> [REQUIREMENT]: Among the lines below, copy each one in which "first" appears.

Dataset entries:
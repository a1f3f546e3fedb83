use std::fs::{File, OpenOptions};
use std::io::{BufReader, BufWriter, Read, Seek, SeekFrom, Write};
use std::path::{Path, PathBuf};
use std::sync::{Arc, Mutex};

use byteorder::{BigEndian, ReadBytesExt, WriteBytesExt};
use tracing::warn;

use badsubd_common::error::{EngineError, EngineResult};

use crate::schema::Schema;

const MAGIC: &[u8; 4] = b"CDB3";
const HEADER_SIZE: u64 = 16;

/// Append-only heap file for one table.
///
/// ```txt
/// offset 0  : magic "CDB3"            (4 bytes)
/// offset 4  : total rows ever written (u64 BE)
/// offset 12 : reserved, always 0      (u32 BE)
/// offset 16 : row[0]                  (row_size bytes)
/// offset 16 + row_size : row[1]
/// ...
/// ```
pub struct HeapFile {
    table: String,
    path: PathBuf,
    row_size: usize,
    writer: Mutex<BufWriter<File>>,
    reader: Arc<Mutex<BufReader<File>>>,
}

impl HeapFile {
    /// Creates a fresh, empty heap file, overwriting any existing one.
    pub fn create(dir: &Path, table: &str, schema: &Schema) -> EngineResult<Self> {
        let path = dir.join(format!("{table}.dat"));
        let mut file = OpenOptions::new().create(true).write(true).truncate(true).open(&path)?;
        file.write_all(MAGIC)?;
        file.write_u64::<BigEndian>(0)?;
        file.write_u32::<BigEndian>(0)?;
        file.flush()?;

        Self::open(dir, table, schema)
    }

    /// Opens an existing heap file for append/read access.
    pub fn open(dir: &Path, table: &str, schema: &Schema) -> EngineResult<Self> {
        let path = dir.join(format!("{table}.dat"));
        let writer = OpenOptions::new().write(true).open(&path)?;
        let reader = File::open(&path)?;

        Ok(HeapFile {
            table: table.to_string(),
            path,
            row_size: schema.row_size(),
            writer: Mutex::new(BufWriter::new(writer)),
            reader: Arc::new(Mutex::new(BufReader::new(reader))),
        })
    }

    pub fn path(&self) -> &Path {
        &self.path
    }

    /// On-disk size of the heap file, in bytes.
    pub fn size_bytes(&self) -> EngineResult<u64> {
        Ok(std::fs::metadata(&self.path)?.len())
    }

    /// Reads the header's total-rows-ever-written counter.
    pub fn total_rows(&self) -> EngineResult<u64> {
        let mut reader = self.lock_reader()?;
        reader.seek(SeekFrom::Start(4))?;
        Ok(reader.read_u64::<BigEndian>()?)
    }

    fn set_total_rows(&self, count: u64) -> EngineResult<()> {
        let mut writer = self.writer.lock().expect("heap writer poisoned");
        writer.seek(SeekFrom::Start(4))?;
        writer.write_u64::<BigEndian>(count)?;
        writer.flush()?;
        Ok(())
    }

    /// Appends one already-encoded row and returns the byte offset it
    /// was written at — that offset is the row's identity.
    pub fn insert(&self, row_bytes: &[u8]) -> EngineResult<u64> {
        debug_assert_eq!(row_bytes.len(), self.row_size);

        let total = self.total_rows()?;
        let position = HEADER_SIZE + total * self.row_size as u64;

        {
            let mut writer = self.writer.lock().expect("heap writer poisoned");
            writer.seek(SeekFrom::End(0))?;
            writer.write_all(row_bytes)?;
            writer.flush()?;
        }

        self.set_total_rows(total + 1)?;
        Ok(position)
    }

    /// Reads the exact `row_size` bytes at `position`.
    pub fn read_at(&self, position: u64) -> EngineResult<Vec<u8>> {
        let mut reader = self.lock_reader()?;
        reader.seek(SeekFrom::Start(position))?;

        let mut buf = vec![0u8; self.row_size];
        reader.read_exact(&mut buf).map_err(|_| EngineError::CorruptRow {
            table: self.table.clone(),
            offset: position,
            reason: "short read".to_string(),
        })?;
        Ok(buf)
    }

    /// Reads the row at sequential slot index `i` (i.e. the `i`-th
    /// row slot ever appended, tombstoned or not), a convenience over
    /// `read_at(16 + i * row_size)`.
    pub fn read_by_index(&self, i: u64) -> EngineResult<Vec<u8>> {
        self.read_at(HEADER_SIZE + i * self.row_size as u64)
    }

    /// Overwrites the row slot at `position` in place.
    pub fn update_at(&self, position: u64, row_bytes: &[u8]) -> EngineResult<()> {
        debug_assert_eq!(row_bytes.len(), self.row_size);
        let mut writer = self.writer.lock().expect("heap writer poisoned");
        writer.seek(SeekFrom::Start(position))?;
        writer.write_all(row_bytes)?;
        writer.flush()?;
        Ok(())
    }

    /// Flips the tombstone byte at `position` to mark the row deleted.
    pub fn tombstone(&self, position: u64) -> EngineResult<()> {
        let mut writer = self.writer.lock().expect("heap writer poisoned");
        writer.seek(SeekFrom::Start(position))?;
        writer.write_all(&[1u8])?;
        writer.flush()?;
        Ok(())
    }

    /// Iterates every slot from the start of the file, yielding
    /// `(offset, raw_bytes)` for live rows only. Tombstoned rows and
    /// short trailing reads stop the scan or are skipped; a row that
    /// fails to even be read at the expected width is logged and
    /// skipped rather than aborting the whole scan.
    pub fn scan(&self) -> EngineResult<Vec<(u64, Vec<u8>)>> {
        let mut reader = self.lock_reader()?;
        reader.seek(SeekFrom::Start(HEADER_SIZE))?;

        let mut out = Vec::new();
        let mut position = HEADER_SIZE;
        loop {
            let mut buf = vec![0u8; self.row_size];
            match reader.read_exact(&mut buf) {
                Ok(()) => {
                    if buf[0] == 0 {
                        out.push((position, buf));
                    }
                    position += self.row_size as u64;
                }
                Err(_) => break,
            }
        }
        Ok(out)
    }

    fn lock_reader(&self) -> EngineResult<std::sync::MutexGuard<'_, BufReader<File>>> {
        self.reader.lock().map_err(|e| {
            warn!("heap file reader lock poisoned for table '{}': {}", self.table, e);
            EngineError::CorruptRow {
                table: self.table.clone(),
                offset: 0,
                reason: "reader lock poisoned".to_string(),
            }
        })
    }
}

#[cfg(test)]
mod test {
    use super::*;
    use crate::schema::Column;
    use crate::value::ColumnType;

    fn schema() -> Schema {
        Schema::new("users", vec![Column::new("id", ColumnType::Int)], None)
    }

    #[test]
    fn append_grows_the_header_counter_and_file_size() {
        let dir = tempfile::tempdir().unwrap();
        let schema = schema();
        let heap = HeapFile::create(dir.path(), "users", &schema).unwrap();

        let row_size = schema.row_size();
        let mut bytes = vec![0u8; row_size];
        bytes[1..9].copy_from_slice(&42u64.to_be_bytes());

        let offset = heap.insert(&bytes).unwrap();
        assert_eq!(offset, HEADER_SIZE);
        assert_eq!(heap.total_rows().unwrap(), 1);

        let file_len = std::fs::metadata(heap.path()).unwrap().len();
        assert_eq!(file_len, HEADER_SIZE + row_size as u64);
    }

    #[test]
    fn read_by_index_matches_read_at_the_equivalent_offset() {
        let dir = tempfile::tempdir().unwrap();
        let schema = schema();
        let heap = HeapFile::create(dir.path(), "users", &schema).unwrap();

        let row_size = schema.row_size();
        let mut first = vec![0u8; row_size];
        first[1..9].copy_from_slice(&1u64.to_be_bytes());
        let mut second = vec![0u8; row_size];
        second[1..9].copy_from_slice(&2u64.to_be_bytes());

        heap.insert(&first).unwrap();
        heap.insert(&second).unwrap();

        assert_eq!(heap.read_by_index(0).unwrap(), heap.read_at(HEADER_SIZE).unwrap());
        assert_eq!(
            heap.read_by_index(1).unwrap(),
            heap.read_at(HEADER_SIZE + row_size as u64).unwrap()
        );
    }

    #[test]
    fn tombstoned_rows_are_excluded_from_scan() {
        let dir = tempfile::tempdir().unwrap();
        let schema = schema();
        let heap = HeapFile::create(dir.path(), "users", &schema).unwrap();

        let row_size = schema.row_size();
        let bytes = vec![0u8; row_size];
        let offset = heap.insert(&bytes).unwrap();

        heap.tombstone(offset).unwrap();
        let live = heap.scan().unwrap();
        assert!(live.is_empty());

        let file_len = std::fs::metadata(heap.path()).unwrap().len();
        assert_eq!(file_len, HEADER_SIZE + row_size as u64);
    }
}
* * *
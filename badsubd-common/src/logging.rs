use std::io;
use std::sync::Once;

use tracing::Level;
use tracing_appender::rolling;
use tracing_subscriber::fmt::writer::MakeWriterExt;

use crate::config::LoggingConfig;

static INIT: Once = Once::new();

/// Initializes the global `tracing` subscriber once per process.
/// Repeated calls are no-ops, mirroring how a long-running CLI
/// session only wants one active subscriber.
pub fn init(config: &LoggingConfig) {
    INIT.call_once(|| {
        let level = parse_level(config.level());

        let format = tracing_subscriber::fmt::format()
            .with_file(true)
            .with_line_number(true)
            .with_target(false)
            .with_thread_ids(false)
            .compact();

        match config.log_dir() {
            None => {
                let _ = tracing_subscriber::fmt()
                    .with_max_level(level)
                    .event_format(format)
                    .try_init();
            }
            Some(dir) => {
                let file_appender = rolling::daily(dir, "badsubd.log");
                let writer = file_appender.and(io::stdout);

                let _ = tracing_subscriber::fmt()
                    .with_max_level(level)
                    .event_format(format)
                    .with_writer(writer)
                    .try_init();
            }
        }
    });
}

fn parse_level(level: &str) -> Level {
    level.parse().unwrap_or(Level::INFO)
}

> [RESPONSE TO THIS EXERCISE]:
        let mut first = vec![0u8; row_size];
        first[1..9].copy_from_slice(&1u64.to_be_bytes());
        heap.insert(&first).unwrap();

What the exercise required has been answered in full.